While designing any system, we should form a convention on how we want to log the information. Logging right data should be a prerequisite to building any application. Every system design comes with its own set of challenges, log aggregation for the system is the least of the challenge. Having log aggregation will help in long term. How you implement log aggregation can depend on variety of factors like the tech stack, cloud provider. With modern tools, it has become easy to query aggregated logs.

When you start building your system, adopt a convention on how and what to log from your application. One caution to take into account is to not log any personal identifying information.

2.2 Metrics Collection

Whenever your system will start to mature, you will notice the trends of resources it has been using. You might face issues where you might have allocated less space or memory. Then on emergency basic, you will need to increase memory or space. Even in that scenario, you might have to make a judgement call by how much to increase.

This is where metrics collection comes into picture. If we build a system that can provides us metrics like latency, Memory/CPU usage, disk usage, read/write ops, it can help us for capacity planning. Also, it will provide more accurate information on how we want to scale if we start to see heavy load.

Metrics can also allow us to detect anomalies in our system. With monitoring tools available, it has become easier to collect metrics. Datadog, Splunk, New Relic are few of the observability tools.

Other than system metrics, one can also build product metrics using such tools for metrics collection. Product metrics can allow to see how your users have been using or not using your application, what does your product lack? It is one of the ways to gather feedback of your own product and improve on it.

2.3 Distributed Tracing

Overall, the microservices for various systems are getting complex.  All microservices within a single system talk to each other and process some data. It would be nice if there was a way to trace each call that comes from the client to these services. That’s where distributed tracing comes into picture.

Distributed tracing is capturing activity within a local thread using span. Eventually, collecting all these spans at one central place. All these spans are linked to each other through a common correlation id OR trace id.
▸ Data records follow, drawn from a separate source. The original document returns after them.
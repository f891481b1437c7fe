pub mod safe_converter;
pub mod seq_num;
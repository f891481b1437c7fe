use std::fmt::{Display, Formatter};
use std::ops::{Add, AddAssign, Sub};

/// A 32-bit sequence number (TCP byte sequence number, SCTP TSN, MPTCP data sequence number
///  truncated to 32 bits) in a modular number space.
///
/// There is deliberately no `Ord` / `PartialOrd`: comparison is only meaningful for values
///  less than 2^31 apart, and it is not transitive across the whole space. All comparisons go
///  through the explicit `is_before` / `is_after` family which interprets the difference as a
///  signed 32-bit value.
///
/// Ordered collections can not be keyed by `SeqNum` directly. They are keyed by an *unwrapped*
///  64-bit position instead (see [SeqNum::unwrap_near]), where the lower 32 bits of the
///  position are the sequence number.
#[derive(Copy, Clone, Eq, PartialEq, Hash, Debug, Default)]
pub struct SeqNum(u32);

impl Display for SeqNum {
    fn fmt(&self, f: &mut Formatter<'_>) -> std::fmt::Result {
        write!(f, "{}", self.0)
    }
}

impl SeqNum {
    pub const ZERO: SeqNum = SeqNum(0);

    /// Offset added to the first anchor of an unwrapped position space, leaving room below it
    ///  for values that precede the anchor (e.g. D-SACK blocks below the cumulative ack)
    pub const UNWRAP_BASE: u64 = 1 << 32;

    pub const fn from_raw(value: u32) -> SeqNum {
        SeqNum(value)
    }

    pub const fn to_raw(&self) -> u32 {
        self.0
    }

    pub fn next(&self) -> SeqNum {
        *self + 1
    }

    pub fn prev(&self) -> SeqNum {
        *self - 1
    }

    fn diff(&self, other: SeqNum) -> i32 {
        self.0.wrapping_sub(other.0) as i32
    }

    /// number of steps from `earlier` to `self` - only meaningful if `earlier` is not after `self`
    pub fn distance_from(&self, earlier: SeqNum) -> u32 {
        self.0.wrapping_sub(earlier.0)
    }

    pub fn is_before(&self, other: SeqNum) -> bool {
        self.diff(other) < 0
    }

    pub fn is_before_or_eq(&self, other: SeqNum) -> bool {
        self.diff(other) <= 0
    }

    pub fn is_after(&self, other: SeqNum) -> bool {
        self.diff(other) > 0
    }

    pub fn is_after_or_eq(&self, other: SeqNum) -> bool {
        self.diff(other) >= 0
    }

    /// `low <= self <= high`, both bounds inclusive
    pub fn is_between(&self, low: SeqNum, high: SeqNum) -> bool {
        self.is_after_or_eq(low) && self.is_before_or_eq(high)
    }

    pub fn max_seq(self, other: SeqNum) -> SeqNum {
        if self.is_before(other) { other } else { self }
    }

    pub fn min_seq(self, other: SeqNum) -> SeqNum {
        if self.is_after(other) { other } else { self }
    }

    /// Maps this sequence number to the 64-bit position closest to `anchor`. The lower 32 bits
    ///  of the result are always the raw sequence number.
    pub fn unwrap_near(&self, anchor: u64) -> u64 {
        let anchor_seq = SeqNum::from_abs(anchor);
        let delta = self.diff(anchor_seq) as i64;
        if delta < 0 {
            anchor.saturating_sub(delta.unsigned_abs())
        }
        else {
            anchor + delta as u64
        }
    }

    /// the sequence number of an unwrapped position, i.e. its lower 32 bits
    pub fn from_abs(abs: u64) -> SeqNum {
        SeqNum((abs & 0xffff_ffff) as u32)
    }

    /// the initial unwrapped position for a sequence number, to be used as the first anchor
    pub fn initial_abs(&self) -> u64 {
        Self::UNWRAP_BASE + self.0 as u64
    }
}

impl Add<u32> for SeqNum {
    type Output = SeqNum;

    fn add(self, rhs: u32) -> SeqNum {
        SeqNum(self.0.wrapping_add(rhs))
    }
}

impl AddAssign<u32> for SeqNum {
    fn add_assign(&mut self, rhs: u32) {
        self.0 = self.0.wrapping_add(rhs);
    }
}

impl Sub<u32> for SeqNum {
    type Output = SeqNum;

    fn sub(self, rhs: u32) -> SeqNum {
        SeqNum(self.0.wrapping_sub(rhs))
    }
}

#[cfg(test)]
mod tests {
    use super::*;
    use rstest::rstest;

    #[rstest]
    #[case::equal(5, 5, false, true, false, true)]
    #[case::smaller(4, 5, true, true, false, false)]
    #[case::bigger(6, 5, false, false, true, true)]
    #[case::wrapped_bigger(2, u32::MAX - 2, false, false, true, true)]
    #[case::wrapped_smaller(u32::MAX - 2, 2, true, true, false, false)]
    #[case::almost_half(0x7fff_ffff, 0, false, false, true, true)]
    fn test_comparisons(
        #[case] a: u32,
        #[case] b: u32,
        #[case] before: bool,
        #[case] before_or_eq: bool,
        #[case] after: bool,
        #[case] after_or_eq: bool,
    ) {
        let a = SeqNum::from_raw(a);
        let b = SeqNum::from_raw(b);
        assert_eq!(a.is_before(b), before);
        assert_eq!(a.is_before_or_eq(b), before_or_eq);
        assert_eq!(a.is_after(b), after);
        assert_eq!(a.is_after_or_eq(b), after_or_eq);
    }

    #[rstest]
    #[case(5, 5, 10, true)]
    #[case(10, 5, 10, true)]
    #[case(4, 5, 10, false)]
    #[case(11, 5, 10, false)]
    #[case(1, u32::MAX - 1, 3, true)]
    #[case(u32::MAX, u32::MAX - 1, 3, true)]
    #[case(4, u32::MAX - 1, 3, false)]
    fn test_is_between(#[case] value: u32, #[case] low: u32, #[case] high: u32, #[case] expected: bool) {
        assert_eq!(SeqNum::from_raw(value).is_between(SeqNum::from_raw(low), SeqNum::from_raw(high)), expected);
    }

    #[test]
    fn test_arithmetic_wraps() {
        assert_eq!(SeqNum::from_raw(u32::MAX) + 1, SeqNum::ZERO);
        assert_eq!(SeqNum::ZERO - 1, SeqNum::from_raw(u32::MAX));
        assert_eq!(SeqNum::from_raw(3).distance_from(SeqNum::from_raw(u32::MAX - 1)), 5);
        assert_eq!(SeqNum::from_raw(u32::MAX).max_seq(SeqNum::from_raw(2)), SeqNum::from_raw(2));
        assert_eq!(SeqNum::from_raw(u32::MAX).min_seq(SeqNum::from_raw(2)), SeqNum::from_raw(u32::MAX));
    }

    #[rstest]
    #[case::same(100, 100, 0)]
    #[case::above(100, 150, 50)]
    #[case::below(100, 40, -60)]
    #[case::across_wrap_above(u32::MAX - 10, 20, 31)]
    #[case::across_wrap_below(20, u32::MAX - 10, -31)]
    fn test_unwrap_near(#[case] anchor_seq: u32, #[case] seq: u32, #[case] expected_delta: i64) {
        let anchor = SeqNum::from_raw(anchor_seq).initial_abs();
        let unwrapped = SeqNum::from_raw(seq).unwrap_near(anchor);
        assert_eq!(unwrapped as i64 - anchor as i64, expected_delta);
        assert_eq!(SeqNum::from_abs(unwrapped), SeqNum::from_raw(seq));
    }
}
/// A region of the sequence space above the cumulative ack: an un-SACKed hole (possibly empty)
///  followed by a SACKed block. The region is stored with the block's exclusive end as its key,
///  and its hole starts where the previous region ends.
#[derive(Debug, Copy, Clone, Eq, PartialEq)]
struct SackRegion {
    /// length of the SACKed block at the end of the region
    len: u64,
    /// how many SACK blocks reported this region's block
    dup_count: u32,
    /// number of SACKed bytes at or above this region's block
    sacked_above_bytes: u64,
    /// classification of the region's hole - sticky until the region is acknowledged cumulatively
    lost: bool,
}

/// Read-only view of a scoreboard region, for diagnostics and tests
#[derive(Debug, Copy, Clone, Eq, PartialEq)]
pub struct RegionInfo {
    pub hole_start: SeqNum,
    pub block_start: SeqNum,
    /// exclusive
    pub block_end: SeqNum,
    pub dup_count: u32,
    pub lost: bool,
}

#[derive(Debug, Copy, Clone)]
enum Piece {
    Hole { start: u64, end: u64, lost: bool },
    Block { start: u64, end: u64, dup_count: u32 },
}
impl Piece {
    fn bounds(&self) -> (u64, u64) {
        match *self {
            Piece::Hole { start, end, .. } => (start, end),
            Piece::Block { start, end, .. } => (start, end),
        }
    }

    fn with_bounds(&self, start: u64, end: u64) -> Piece {
        match *self {
            Piece::Hole { lost, .. } => Piece::Hole { start, end, lost },
            Piece::Block { dup_count, .. } => Piece::Block { start, end, dup_count },
        }
    }

    /// the piece as it is after being covered by a newly arrived SACK block
    fn covered(&self) -> Piece {
        match *self {
            Piece::Hole { start, end, .. } => Piece::Block { start, end, dup_count: 1 },
            Piece::Block { start, end, dup_count } => Piece::Block { start, end, dup_count: dup_count + 1 },
        }
    }
}

/// The sender-side SACK scoreboard of a TCP connection, following RFC 3517.
///
/// All sequence numbers are kept as unwrapped 64-bit positions (see [SeqNum::unwrap_near])
///  anchored at the cumulative ack, so the ordered region map follows modular order across
///  wrap-around.
///
/// Pointers are inclusive, i.e. `high_acked` is the highest cumulatively acknowledged byte and
///  `high_data` the highest byte sent. The invariant is
///  `high_acked <= high_retransmitted <= high_data`.
pub struct SackScoreboard {
    config: Arc<SackConfig>,
    regions: BTreeMap<u64, SackRegion>,
    high_acked: u64,
    high_data: u64,
    high_retransmitted: u64,
    recovery_point: Option<u64>,
    pipe: u64,
}
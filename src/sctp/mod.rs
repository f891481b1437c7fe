pub mod sack_chunk;
pub mod tsn_receiver;
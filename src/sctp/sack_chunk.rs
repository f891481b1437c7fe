use crate::ranges::interval_set::Interval;
use crate::util::safe_converter::{PrecheckedCast, SafeCast};
use crate::util::seq_num::SeqNum;
use anyhow::{anyhow, bail};
use bytes::{Buf, BufMut};
use num_enum::{IntoPrimitive, TryFromPrimitive};

#[repr(u8)]
#[derive(Debug, Copy, Clone, Eq, PartialEq, TryFromPrimitive, IntoPrimitive)]
pub enum ChunkType {
    Sack = 3,
    NrSack = 16,
}

/// A gap ack block, with offsets relative to the cumulative TSN ack (both inclusive)
#[derive(Debug, Copy, Clone, Eq, PartialEq)]
pub struct GapAckBlock {
    pub start: u16,
    pub end: u16,
}

/// SCTP SACK chunk (RFC 9260 section 3.3.4) or NR-SACK chunk (non-renegable SACK).
///
/// ```ascii
///  0: chunk type (u8): 3 for SACK, 16 for NR-SACK
///  1: chunk flags (u8), 0
///  2: chunk length (u16), including this header
///  4: cumulative TSN ack (u32)
///  8: advertised receiver window credit (u32)
/// 12: number of gap ack blocks (u16)
///  *: number of NR gap ack blocks (u16) - NR-SACK only
///  *: number of duplicate TSNs (u16)
///  *: reserved (u16) - NR-SACK only
///  *: (repeated) gap ack block start / end offsets (u16 each)
///  *: (repeated) NR gap ack block start / end offsets (u16 each) - NR-SACK only
///  *: (repeated) duplicate TSN (u32)
/// ```
///
/// In a SACK chunk, gap blocks report all received TSNs above the cumulative ack. In an
///  NR-SACK chunk, gap blocks report the revokable and NR gap blocks the non-revokable ones.
#[derive(Debug, Clone, Eq, PartialEq)]
pub struct SackChunk {
    pub chunk_type: ChunkType,
    pub cumulative_tsn_ack: SeqNum,
    pub a_rwnd: u32,
    pub gap_blocks: Vec<GapAckBlock>,
    pub nr_gap_blocks: Vec<GapAckBlock>,
    pub duplicate_tsns: Vec<SeqNum>,
}

impl SackChunk {
    const CHUNK_HEADER_LEN: usize = 4;

    fn fixed_len(chunk_type: ChunkType) -> usize {
        match chunk_type {
            ChunkType::Sack => Self::CHUNK_HEADER_LEN + 12,
            ChunkType::NrSack => Self::CHUNK_HEADER_LEN + 16,
        }
    }

    pub fn serialized_len(&self) -> usize {
        Self::fixed_len(self.chunk_type)
            + 4 * self.gap_blocks.len()
            + 4 * self.nr_gap_blocks.len()
            + 4 * self.duplicate_tsns.len()
    }

    /// Converts gap ack block offsets back to absolute TSN intervals
    pub fn to_intervals(&self, blocks: &[GapAckBlock]) -> Vec<Interval> {
        blocks.iter()
            .map(|b| Interval::new(
                self.cumulative_tsn_ack + b.start as u32,
                self.cumulative_tsn_ack + b.end as u32,
            ))
            .collect()
    }

    pub fn ser(&self, buf: &mut impl BufMut) {
        assert!(self.chunk_type == ChunkType::NrSack || self.nr_gap_blocks.is_empty(), "NR gap blocks require an NR-SACK chunk");

        buf.put_u8(self.chunk_type.into());
        buf.put_u8(0);
        buf.put_u16(self.serialized_len().prechecked_cast());
        buf.put_u32(self.cumulative_tsn_ack.to_raw());
        buf.put_u32(self.a_rwnd);
        buf.put_u16(self.gap_blocks.len().prechecked_cast());
        if self.chunk_type == ChunkType::NrSack {
            buf.put_u16(self.nr_gap_blocks.len().prechecked_cast());
        }
        buf.put_u16(self.duplicate_tsns.len().prechecked_cast());
        if self.chunk_type == ChunkType::NrSack {
            buf.put_u16(0);
        }

        for block in self.gap_blocks.iter().chain(self.nr_gap_blocks.iter()) {
            buf.put_u16(block.start);
            buf.put_u16(block.end);
        }
        for tsn in &self.duplicate_tsns {
            buf.put_u32(tsn.to_raw());
        }
    }

    pub fn deser(buf: &mut impl Buf) -> anyhow::Result<SackChunk> {
        if buf.remaining() < Self::CHUNK_HEADER_LEN {
            bail!("buffer underflow reading chunk header");
        }
        let raw_type = buf.get_u8();
        let chunk_type = ChunkType::try_from(raw_type)
            .map_err(|_| anyhow!("chunk type {} is not a SACK chunk", raw_type))?;
        let _flags = buf.get_u8();
        let chunk_len: usize = buf.get_u16().safe_cast();

        let body_len = chunk_len.checked_sub(Self::CHUNK_HEADER_LEN)
            .ok_or_else(|| anyhow!("chunk length {} is shorter than the chunk header", chunk_len))?;
        if body_len + Self::CHUNK_HEADER_LEN < Self::fixed_len(chunk_type) {
            bail!("chunk length {} is too short for a {:?} chunk", chunk_len, chunk_type);
        }
        if buf.remaining() < body_len {
            bail!("chunk length {} exceeds the remaining {} bytes", chunk_len, buf.remaining() + Self::CHUNK_HEADER_LEN);
        }

        let cumulative_tsn_ack = SeqNum::from_raw(buf.get_u32());
        let a_rwnd = buf.get_u32();
        let num_gap_blocks: usize = buf.get_u16().safe_cast();
        let num_nr_gap_blocks: usize = if chunk_type == ChunkType::NrSack { buf.get_u16().safe_cast() } else { 0 };
        let num_duplicates: usize = buf.get_u16().safe_cast();
        if chunk_type == ChunkType::NrSack {
            let _reserved = buf.get_u16();
        }

        let expected_len = Self::fixed_len(chunk_type) + 4 * (num_gap_blocks + num_nr_gap_blocks + num_duplicates);
        if expected_len != chunk_len {
            bail!("chunk length {} does not match the {} bytes implied by its block counts", chunk_len, expected_len);
        }

        let gap_blocks = Self::deser_gap_blocks(buf, num_gap_blocks)?;
        let nr_gap_blocks = Self::deser_gap_blocks(buf, num_nr_gap_blocks)?;
        let duplicate_tsns = (0..num_duplicates)
            .map(|_| SeqNum::from_raw(buf.get_u32()))
            .collect();

        Ok(SackChunk {
            chunk_type,
            cumulative_tsn_ack,
            a_rwnd,
            gap_blocks,
            nr_gap_blocks,
            duplicate_tsns,
        })
    }

    fn deser_gap_blocks(buf: &mut impl Buf, num_blocks: usize) -> anyhow::Result<Vec<GapAckBlock>> {
        let mut result = Vec::with_capacity(num_blocks);
        for _ in 0..num_blocks {
            let start = buf.get_u16();
            let end = buf.get_u16();
            if start == 0 || end < start {
                bail!("invalid gap ack block {}-{}", start, end);
            }
            result.push(GapAckBlock { start, end });
        }
        Ok(result)
    }
}
//! Loss recovery book-keeping for a suite of transport protocols: the parts of TCP, SCTP and
//!  MPTCP that track which data was received, which was lost, and what to tell the peer about
//!  it.
//!
//! ## Building blocks
//!
//! * Sequence numbers are 32-bit modular values ([util::seq_num::SeqNum]). Ordered state is
//!    keyed by unwrapped 64-bit positions so that map order matches sequence order across
//!    wrap-around.
//! * [ranges::interval_set::IntervalSet] is an ordered set of disjoint closed ranges with a
//!    bounded number of entries. [ranges::gap_list::GapList] combines three of them with a
//!    cumulative ack to track received TSNs (SCTP style, including non-revokable gaps for
//!    NR-SACK).
//! * [reassembly::queue::ReassemblyQueue] reassembles byte ranges arriving out of order,
//!    tracking the highest sequence number up to which everything was received.
//!
//! ## Protocol state
//!
//! * TCP: [tcp::scoreboard::SackScoreboard] is the sender's view of SACKed data (RFC 3517),
//!    [tcp::sack_reporter::SackReporter] the receiver's selection of SACK blocks (RFC 2018 and
//!    RFC 2883). [tcp::connection::SackConnection] ties them to segment and ack arrival, using
//!    the loss recovery strategy chosen per connection ([tcp::sack_handler::SackHandler]).
//! * SCTP: [sctp::tsn_receiver::TsnReceiver] creates SACK and NR-SACK chunks.
//! * MPTCP: [mptcp::multipath::MultipathReceiver] merges the data of several subflows.
//!
//! Everything is single-threaded and synchronous: each connection's state is owned by whoever
//!  drives the connection. Timers, packet I/O and congestion control are the caller's business.
//!
//! ## Capacity
//!
//! The number of disjoint ranges per structure is bounded by
//!  [config::SackConfig::max_gap_count]. Running into the bound never fails an operation -
//!  each structure has a fallback that gives up some precision (coalescing, evicting or
//!  rejecting a range) and logs a warning.

pub mod config;
pub mod mptcp;
pub mod ranges;
pub mod reassembly;
pub mod sctp;
pub mod tcp;
pub mod util;
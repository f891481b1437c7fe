pub mod connection;
pub mod connection_table;
pub mod sack_handler;
pub mod sack_option;
pub mod sack_reporter;
pub mod scoreboard;
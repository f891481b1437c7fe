use crate::ranges::interval_set::{Interval, IntervalSet, Removal};
use crate::util::seq_num::SeqNum;
use anyhow::bail;
use tracing::{debug, trace, warn};

#[derive(Debug, Copy, Clone, Eq, PartialEq)]
pub enum GapKind {
    /// everything that was received above the cumulative ack
    Combined,
    /// received data the receiver may still discard, i.e. classic SACK semantics
    Revokable,
    /// received data the receiver guarantees to deliver, i.e. NR-SACK semantics
    NonRevokable,
}

/// Received-but-not-cumulatively-acknowledged sequence numbers (TSNs) for one direction of a
///  flow, relative to a cumulative ack pointer.
///
/// Received TSNs are tracked in three interval sets: the revokable and non-revokable ones are
///  disjoint, and `combined` is their union. A TSN that was reported non-revokable never
///  becomes revokable again.
///
/// The gap list does not advance the cumulative ack on its own when new TSNs arrive - that is
///  the caller's decision via [GapList::try_to_advance_cum_ack_tsn].
pub struct GapList {
    cumulative_ack: SeqNum,
    combined: IntervalSet,
    revokable: IntervalSet,
    non_revokable: IntervalSet,
}

impl GapList {
    pub fn new(initial_cumulative_ack: SeqNum, max_gap_count: usize) -> GapList {
        GapList {
            cumulative_ack: initial_cumulative_ack,
            combined: IntervalSet::new(max_gap_count),
            revokable: IntervalSet::new(max_gap_count),
            non_revokable: IntervalSet::new(max_gap_count),
        }
    }

    pub fn cumulative_ack(&self) -> SeqNum {
        self.cumulative_ack
    }

    pub fn gaps(&self, kind: GapKind) -> impl Iterator<Item = &Interval> {
        match kind {
            GapKind::Combined => self.combined.iter(),
            GapKind::Revokable => self.revokable.iter(),
            GapKind::NonRevokable => self.non_revokable.iter(),
        }
    }

    pub fn num_gaps(&self, kind: GapKind) -> usize {
        match kind {
            GapKind::Combined => self.combined.len(),
            GapKind::Revokable => self.revokable.len(),
            GapKind::NonRevokable => self.non_revokable.len(),
        }
    }

    pub fn contains(&self, kind: GapKind, tsn: SeqNum) -> bool {
        match kind {
            GapKind::Combined => self.combined.contains(tsn),
            GapKind::Revokable => self.revokable.contains(tsn),
            GapKind::NonRevokable => self.non_revokable.contains(tsn),
        }
    }

    pub fn highest_tsn_received(&self) -> SeqNum {
        self.combined.last()
            .map(|i| i.end)
            .unwrap_or(self.cumulative_ack)
    }

    pub fn is_tsn_received(&self, tsn: SeqNum) -> bool {
        tsn.is_before_or_eq(self.cumulative_ack) || self.combined.contains(tsn)
    }

    /// Records the arrival of a TSN. Returns true iff the TSN was not received before.
    ///
    /// If a capacity limit prevents recording the TSN, it is treated as not received, i.e. it
    ///  will not be reported and the peer will eventually retransmit it.
    pub fn update_gap_list(&mut self, tsn: SeqNum, revokable: bool) -> bool {
        if tsn.is_before_or_eq(self.cumulative_ack) {
            trace!("TSN {} is at or below the cumulative ack {}", tsn, self.cumulative_ack);
            return false;
        }

        let was_received = self.combined.contains(tsn);

        if revokable {
            if self.non_revokable.contains(tsn) || self.revokable.contains(tsn) {
                return false;
            }
            if !self.revokable.can_merge(tsn, tsn) || !self.combined.can_merge(tsn, tsn) {
                warn!("gap list at capacity - not recording revokable TSN {}", tsn);
                return false;
            }
            self.revokable.merge(tsn, tsn);
        }
        else {
            if self.non_revokable.contains(tsn) {
                return false;
            }
            if !self.non_revokable.can_merge(tsn, tsn) || !self.combined.can_merge(tsn, tsn) {
                warn!("gap list at capacity - not recording non-revokable TSN {}", tsn);
                return false;
            }
            self.non_revokable.merge(tsn, tsn);
            Self::remove_with_fallback(&mut self.revokable, tsn);
        }
        self.combined.merge(tsn, tsn);

        !was_received
    }

    /// Removes a TSN from a set. If that would require a split that the set's capacity does not
    ///  allow, the containing interval is cut off at the TSN instead, dropping the tail.
    fn remove_with_fallback(set: &mut IntervalSet, tsn: SeqNum) -> bool {
        match set.remove(tsn) {
            Removal::NotPresent => false,
            Removal::Removed => true,
            Removal::Refused => {
                let containing = set.containing(tsn)
                    .expect("a refused removal implies a containing interval");
                warn!("gap list at capacity - dropping [{}-{}] instead of splitting", tsn, containing.end);
                let removal = set.remove_range(tsn, containing.end);
                debug_assert_eq!(removal, Removal::Removed);
                true
            }
        }
    }

    /// Moves the cumulative ack forward to `new_cumulative_ack`, dropping all gap information
    ///  up to it. Values that are not ahead of the current cumulative ack are ignored.
    pub fn forward_cum_ack_tsn(&mut self, new_cumulative_ack: SeqNum) {
        if new_cumulative_ack.is_before_or_eq(self.cumulative_ack) {
            return;
        }
        debug!("forwarding cumulative ack from {} to {}", self.cumulative_ack, new_cumulative_ack);

        self.cumulative_ack = new_cumulative_ack;
        self.combined.advance_lower_bound(new_cumulative_ack);
        self.revokable.advance_lower_bound(new_cumulative_ack);
        self.non_revokable.advance_lower_bound(new_cumulative_ack);
    }

    /// Advances the cumulative ack across received TSNs that continue it without a gap.
    ///  Returns true iff the cumulative ack moved.
    pub fn try_to_advance_cum_ack_tsn(&mut self) -> bool {
        let mut cumulative_ack = self.cumulative_ack;
        if !self.combined.try_advance_contiguous(&mut cumulative_ack) {
            return false;
        }

        trace!("advancing cumulative ack from {} to {}", self.cumulative_ack, cumulative_ack);
        self.cumulative_ack = cumulative_ack;
        self.revokable.advance_lower_bound(cumulative_ack);
        self.non_revokable.advance_lower_bound(cumulative_ack);
        true
    }

    /// Retracts a TSN that was reported earlier. Returns true iff it was present.
    ///
    /// If `combined` can not be split at the TSN for capacity reasons, the whole tail of the
    ///  containing interval is retracted from all three sets.
    pub fn remove_from_gap_list(&mut self, tsn: SeqNum) -> bool {
        match self.combined.remove(tsn) {
            Removal::NotPresent => false,
            Removal::Removed => {
                Self::remove_with_fallback(&mut self.revokable, tsn);
                Self::remove_with_fallback(&mut self.non_revokable, tsn);
                true
            }
            Removal::Refused => {
                let containing = self.combined.containing(tsn)
                    .expect("a refused removal implies a containing interval");
                warn!("gap list at capacity - retracting [{}-{}] instead of splitting", tsn, containing.end);
                self.combined.remove_range(tsn, containing.end);
                self.revokable.remove_range(tsn, containing.end);
                self.non_revokable.remove_range(tsn, containing.end);
                true
            }
        }
    }

    /// diagnostic invariant check - not part of regular operation
    pub fn check(&self) -> anyhow::Result<()> {
        self.combined.check()?;
        self.revokable.check()?;
        self.non_revokable.check()?;

        for interval in self.combined.iter().chain(self.revokable.iter()).chain(self.non_revokable.iter()) {
            if interval.start.is_before_or_eq(self.cumulative_ack) {
                bail!("interval {:?} is not above the cumulative ack {}", interval, self.cumulative_ack);
            }
        }
        for interval in self.revokable.iter().chain(self.non_revokable.iter()) {
            if self.combined.containing(interval.start) != self.combined.containing(interval.end) || !self.combined.contains(interval.start) {
                bail!("interval {:?} is not covered by the combined gap list", interval);
            }
        }
        for interval in self.non_revokable.iter() {
            if self.revokable.iter().any(|r| !(r.end.is_before(interval.start) || r.start.is_after(interval.end))) {
                bail!("non-revokable interval {:?} overlaps revokable TSNs", interval);
            }
        }
        Ok(())
    }
}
The advantage of distributed tracing is to be able to see any issue or anomaly of the microservice. This allows us to trace an end-to-end call.

2.4 Alerting

At the beginning of this post, I mentioned how users of our product can get frustrated and bring to our attention various issues. In many such cases, we are reactive. Once the user reports an issue, we investigate why it happened and how it can not happen again.

With distributed tracing and metrics, can we create alerts to inform us about any issues in our application? Yes, that’s where the alerting comes into picture. We can also collect metrics related to errors OR gather errors data through distributed tracing and logs.

We also want to be careful where we don’t want to alert too much that it becomes a noise. Having some threshold around errors helps. Anomaly alerts can be handy. At the end, it all depends on your application and all the observability data that you will gather.

3. System Design with Observability

We talked about the key components around observability. We are aware of designing a system with certain requirements and industry practices. How do we build this system with observability in mind? Setting certain service level agreements (SLA) and service level objectives (SLO) before building your application can direct engineers. Engineers can then build observability as they build the application instead of coming at it later. This will be more proactive approach. In many microservices, we can also integrate with opentelemetry. Opentelemetry is a vendor neutral observability framework.

4. Conclusion

In this post, I discussed monitoring, observability and how an engineer can think about these while building a system. To be more proactive with these practices, system design should take observability into account.